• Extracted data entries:

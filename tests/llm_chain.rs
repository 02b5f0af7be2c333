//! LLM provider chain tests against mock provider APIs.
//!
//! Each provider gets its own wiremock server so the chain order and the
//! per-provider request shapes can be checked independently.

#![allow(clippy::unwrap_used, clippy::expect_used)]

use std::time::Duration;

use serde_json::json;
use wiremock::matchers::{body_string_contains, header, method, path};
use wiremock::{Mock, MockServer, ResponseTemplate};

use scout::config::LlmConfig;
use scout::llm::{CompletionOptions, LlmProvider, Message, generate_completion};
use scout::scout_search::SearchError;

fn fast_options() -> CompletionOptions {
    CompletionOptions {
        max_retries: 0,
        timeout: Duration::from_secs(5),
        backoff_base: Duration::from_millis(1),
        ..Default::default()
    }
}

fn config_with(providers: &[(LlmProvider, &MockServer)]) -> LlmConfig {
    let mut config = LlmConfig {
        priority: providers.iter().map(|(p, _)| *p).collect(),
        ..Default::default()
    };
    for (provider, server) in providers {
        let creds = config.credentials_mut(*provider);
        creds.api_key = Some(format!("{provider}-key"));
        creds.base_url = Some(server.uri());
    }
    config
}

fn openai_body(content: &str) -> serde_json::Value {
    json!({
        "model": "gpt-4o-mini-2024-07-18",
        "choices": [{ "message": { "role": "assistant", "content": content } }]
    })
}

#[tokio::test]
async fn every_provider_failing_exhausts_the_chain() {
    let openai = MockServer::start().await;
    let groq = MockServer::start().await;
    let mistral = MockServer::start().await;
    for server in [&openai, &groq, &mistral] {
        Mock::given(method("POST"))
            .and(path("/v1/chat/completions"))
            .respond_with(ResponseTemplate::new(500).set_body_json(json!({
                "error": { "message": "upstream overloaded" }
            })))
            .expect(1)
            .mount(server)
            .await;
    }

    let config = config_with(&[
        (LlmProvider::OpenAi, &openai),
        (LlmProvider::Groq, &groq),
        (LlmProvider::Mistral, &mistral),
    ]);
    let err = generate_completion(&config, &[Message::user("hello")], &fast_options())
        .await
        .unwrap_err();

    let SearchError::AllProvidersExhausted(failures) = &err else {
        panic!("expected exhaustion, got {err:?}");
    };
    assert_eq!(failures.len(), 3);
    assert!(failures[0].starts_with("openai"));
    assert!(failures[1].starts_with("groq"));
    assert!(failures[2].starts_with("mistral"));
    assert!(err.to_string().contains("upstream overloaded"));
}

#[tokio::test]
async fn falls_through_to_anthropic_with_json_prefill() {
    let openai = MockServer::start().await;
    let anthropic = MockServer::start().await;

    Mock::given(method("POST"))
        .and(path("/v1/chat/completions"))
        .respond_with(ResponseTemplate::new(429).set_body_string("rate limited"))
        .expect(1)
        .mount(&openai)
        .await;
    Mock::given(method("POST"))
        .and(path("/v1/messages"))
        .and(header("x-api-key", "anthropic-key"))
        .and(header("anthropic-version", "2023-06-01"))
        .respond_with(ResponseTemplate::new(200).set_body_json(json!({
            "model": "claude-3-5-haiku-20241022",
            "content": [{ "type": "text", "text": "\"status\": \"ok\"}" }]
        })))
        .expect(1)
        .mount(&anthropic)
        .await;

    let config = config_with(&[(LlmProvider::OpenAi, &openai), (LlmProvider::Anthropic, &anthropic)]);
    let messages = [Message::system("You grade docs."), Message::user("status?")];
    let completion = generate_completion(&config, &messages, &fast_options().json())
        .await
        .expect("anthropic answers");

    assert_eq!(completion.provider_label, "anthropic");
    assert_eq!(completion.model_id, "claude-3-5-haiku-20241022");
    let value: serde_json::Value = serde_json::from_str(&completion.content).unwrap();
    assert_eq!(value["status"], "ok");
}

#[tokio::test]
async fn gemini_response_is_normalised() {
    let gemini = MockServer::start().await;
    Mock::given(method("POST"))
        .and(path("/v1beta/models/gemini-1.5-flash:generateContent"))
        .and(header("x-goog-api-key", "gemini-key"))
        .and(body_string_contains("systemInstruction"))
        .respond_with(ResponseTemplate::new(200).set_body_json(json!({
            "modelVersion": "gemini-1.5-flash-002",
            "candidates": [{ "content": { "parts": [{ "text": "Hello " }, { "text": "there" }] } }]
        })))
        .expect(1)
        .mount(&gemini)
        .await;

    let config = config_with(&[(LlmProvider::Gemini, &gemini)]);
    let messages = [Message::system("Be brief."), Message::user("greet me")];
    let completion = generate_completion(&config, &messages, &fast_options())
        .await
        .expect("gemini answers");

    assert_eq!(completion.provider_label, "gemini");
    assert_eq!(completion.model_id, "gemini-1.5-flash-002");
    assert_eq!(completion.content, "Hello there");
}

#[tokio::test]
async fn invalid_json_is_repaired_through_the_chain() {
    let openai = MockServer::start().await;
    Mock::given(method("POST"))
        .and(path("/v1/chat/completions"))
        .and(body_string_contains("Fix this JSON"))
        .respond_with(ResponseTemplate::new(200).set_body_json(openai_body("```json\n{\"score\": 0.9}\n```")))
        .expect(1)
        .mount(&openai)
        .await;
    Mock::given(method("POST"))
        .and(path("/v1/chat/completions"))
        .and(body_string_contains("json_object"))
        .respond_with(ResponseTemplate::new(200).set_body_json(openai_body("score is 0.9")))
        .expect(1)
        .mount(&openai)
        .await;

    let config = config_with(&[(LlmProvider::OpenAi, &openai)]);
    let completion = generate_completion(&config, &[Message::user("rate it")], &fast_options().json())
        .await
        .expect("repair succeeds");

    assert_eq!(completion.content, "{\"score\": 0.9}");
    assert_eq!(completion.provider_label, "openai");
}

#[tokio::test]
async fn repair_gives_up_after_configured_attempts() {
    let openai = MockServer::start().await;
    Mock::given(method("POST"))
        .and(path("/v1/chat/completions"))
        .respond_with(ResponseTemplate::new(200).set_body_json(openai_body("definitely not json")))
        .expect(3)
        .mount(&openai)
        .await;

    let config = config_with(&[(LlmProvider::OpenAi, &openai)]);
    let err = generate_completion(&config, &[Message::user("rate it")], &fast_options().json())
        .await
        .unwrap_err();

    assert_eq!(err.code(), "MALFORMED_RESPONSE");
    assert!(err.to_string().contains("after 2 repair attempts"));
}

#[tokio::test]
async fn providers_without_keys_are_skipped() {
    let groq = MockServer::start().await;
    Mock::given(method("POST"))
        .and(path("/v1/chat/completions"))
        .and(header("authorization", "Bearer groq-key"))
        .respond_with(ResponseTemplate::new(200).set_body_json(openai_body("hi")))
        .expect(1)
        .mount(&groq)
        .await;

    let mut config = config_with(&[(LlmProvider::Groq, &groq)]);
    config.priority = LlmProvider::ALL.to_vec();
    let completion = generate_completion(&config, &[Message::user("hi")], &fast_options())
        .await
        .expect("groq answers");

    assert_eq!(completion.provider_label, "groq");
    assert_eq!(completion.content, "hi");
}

• REQUIRED ACTION:
What lines in the records contain the word "text"? Return each one.

• ANSWER FOR THIS EXERCISE:
            "content": [{ "type": "text", "text": "\"status\": \"ok\"}" }]
            "candidates": [{ "content": { "parts": [{ "text": "Hello " }, { "text": "there" }] } }]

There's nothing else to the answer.